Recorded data
- - - - -
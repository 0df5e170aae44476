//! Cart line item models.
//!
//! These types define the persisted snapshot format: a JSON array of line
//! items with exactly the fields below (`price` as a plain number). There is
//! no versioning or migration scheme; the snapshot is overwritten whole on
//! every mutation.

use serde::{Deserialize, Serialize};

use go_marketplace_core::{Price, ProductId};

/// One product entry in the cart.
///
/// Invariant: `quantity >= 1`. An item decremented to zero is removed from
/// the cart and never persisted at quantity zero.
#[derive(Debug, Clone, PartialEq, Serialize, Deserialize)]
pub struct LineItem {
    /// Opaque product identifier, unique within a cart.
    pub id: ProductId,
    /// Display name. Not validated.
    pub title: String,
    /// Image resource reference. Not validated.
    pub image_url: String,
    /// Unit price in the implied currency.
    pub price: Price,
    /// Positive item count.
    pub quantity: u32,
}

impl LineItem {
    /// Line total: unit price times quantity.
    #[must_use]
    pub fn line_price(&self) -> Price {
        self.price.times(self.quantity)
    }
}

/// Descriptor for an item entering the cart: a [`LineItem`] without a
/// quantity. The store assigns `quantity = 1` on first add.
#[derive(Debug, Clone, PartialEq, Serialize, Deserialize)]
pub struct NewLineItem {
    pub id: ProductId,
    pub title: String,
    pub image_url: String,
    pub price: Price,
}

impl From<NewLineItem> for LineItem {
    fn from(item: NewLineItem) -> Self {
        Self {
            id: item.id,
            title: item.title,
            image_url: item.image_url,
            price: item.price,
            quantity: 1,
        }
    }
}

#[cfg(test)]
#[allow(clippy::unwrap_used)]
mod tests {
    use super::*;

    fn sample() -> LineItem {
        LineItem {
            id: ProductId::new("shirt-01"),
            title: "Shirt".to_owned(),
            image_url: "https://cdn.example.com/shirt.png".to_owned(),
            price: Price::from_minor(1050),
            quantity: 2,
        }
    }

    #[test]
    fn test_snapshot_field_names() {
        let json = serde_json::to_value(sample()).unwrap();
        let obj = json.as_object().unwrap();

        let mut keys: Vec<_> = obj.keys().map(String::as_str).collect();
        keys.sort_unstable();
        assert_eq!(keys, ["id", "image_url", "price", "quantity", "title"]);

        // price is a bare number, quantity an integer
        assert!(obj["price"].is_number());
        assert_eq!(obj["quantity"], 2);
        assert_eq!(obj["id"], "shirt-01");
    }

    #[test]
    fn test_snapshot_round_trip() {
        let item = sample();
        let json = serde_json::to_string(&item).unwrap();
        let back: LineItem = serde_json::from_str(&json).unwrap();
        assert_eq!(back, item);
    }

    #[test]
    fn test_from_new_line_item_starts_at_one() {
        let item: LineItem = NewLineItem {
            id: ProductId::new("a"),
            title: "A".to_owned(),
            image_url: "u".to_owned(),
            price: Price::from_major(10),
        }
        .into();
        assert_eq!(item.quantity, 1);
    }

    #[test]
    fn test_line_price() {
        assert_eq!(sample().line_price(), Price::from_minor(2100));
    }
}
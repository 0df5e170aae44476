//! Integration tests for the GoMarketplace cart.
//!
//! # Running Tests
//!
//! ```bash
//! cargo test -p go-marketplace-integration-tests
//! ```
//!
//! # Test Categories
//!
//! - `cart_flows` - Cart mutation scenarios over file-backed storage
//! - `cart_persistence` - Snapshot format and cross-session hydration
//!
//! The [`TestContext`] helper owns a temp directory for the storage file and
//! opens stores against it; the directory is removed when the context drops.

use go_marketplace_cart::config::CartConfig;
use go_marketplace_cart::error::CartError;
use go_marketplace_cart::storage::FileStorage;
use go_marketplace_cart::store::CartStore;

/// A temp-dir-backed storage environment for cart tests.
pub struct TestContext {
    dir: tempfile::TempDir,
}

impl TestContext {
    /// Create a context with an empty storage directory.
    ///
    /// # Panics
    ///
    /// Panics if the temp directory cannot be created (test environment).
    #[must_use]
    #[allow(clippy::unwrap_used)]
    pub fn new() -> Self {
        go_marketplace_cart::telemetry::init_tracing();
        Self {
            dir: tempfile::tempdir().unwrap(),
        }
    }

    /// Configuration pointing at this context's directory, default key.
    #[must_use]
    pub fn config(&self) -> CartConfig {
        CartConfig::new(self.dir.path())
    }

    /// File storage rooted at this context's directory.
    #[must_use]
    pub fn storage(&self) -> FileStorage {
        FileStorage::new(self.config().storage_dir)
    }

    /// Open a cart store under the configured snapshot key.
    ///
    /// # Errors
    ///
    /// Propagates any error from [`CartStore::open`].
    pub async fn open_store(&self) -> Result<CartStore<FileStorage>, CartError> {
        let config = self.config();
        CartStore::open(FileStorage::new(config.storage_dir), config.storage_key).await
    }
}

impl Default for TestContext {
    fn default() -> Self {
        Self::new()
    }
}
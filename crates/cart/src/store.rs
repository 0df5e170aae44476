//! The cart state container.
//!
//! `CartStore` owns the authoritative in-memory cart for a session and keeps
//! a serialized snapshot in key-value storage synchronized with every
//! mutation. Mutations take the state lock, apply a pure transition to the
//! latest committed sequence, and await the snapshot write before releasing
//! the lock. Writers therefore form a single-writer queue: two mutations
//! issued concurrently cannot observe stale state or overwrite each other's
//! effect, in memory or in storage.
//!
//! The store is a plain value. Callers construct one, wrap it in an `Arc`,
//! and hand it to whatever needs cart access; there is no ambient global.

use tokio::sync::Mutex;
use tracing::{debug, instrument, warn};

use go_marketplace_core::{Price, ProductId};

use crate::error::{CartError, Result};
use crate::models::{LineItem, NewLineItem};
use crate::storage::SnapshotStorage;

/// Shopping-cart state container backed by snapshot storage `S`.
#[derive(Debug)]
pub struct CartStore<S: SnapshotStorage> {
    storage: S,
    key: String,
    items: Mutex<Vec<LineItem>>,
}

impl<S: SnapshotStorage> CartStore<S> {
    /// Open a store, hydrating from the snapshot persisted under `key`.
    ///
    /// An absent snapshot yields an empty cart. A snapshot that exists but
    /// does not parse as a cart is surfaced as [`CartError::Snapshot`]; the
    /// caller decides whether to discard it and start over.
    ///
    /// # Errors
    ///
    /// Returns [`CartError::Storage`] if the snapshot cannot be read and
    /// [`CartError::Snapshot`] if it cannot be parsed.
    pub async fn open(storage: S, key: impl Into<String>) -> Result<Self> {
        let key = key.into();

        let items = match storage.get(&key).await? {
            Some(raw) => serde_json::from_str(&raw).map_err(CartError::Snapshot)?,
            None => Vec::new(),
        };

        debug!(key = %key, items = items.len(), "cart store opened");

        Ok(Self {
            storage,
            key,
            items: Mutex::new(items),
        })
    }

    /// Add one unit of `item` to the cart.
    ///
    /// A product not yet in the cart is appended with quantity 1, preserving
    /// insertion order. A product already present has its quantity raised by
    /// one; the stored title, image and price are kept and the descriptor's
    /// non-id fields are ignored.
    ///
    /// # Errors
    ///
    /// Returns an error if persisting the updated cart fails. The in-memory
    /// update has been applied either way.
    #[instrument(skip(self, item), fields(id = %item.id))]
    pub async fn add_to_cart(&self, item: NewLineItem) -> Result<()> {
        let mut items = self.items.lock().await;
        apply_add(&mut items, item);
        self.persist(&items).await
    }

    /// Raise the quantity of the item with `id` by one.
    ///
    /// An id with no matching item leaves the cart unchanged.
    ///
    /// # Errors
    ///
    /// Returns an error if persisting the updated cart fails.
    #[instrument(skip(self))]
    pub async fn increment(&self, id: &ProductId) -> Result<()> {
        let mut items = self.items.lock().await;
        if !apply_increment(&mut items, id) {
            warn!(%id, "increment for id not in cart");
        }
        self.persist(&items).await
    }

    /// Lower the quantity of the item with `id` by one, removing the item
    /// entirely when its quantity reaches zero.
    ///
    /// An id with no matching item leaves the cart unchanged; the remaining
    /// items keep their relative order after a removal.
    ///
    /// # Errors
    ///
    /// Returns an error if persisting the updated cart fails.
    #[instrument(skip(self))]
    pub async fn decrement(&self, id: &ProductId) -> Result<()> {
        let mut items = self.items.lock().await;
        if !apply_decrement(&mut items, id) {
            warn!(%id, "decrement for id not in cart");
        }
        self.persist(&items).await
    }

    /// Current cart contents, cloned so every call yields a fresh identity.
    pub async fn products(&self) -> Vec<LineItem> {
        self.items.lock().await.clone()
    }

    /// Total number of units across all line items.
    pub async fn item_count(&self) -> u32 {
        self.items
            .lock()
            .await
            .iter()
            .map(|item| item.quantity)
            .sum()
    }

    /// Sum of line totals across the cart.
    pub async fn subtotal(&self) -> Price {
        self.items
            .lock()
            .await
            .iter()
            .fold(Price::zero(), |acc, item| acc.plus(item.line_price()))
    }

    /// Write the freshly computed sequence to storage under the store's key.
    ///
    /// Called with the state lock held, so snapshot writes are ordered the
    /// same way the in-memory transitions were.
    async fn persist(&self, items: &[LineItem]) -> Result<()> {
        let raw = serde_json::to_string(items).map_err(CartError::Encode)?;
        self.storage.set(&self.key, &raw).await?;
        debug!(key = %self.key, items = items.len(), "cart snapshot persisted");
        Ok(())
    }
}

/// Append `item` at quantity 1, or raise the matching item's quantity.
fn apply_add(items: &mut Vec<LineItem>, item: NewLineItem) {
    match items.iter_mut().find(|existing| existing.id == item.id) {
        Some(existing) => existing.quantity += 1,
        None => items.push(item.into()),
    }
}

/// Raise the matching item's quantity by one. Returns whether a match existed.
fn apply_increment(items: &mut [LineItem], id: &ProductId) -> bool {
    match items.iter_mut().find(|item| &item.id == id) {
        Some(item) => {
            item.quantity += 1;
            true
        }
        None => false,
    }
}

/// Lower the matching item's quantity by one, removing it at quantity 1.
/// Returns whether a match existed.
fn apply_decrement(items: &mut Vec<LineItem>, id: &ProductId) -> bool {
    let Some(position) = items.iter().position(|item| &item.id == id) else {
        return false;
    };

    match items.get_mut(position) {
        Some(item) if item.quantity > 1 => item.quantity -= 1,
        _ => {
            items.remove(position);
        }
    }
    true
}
- - - - -
» Task details: All the lines that hold the word "TestContext" must appear in the answer, copied from the records.

» Task result:
//! The [`TestContext`] helper owns a temp directory for the storage file and
pub struct TestContext {
impl TestContext {
impl Default for TestContext {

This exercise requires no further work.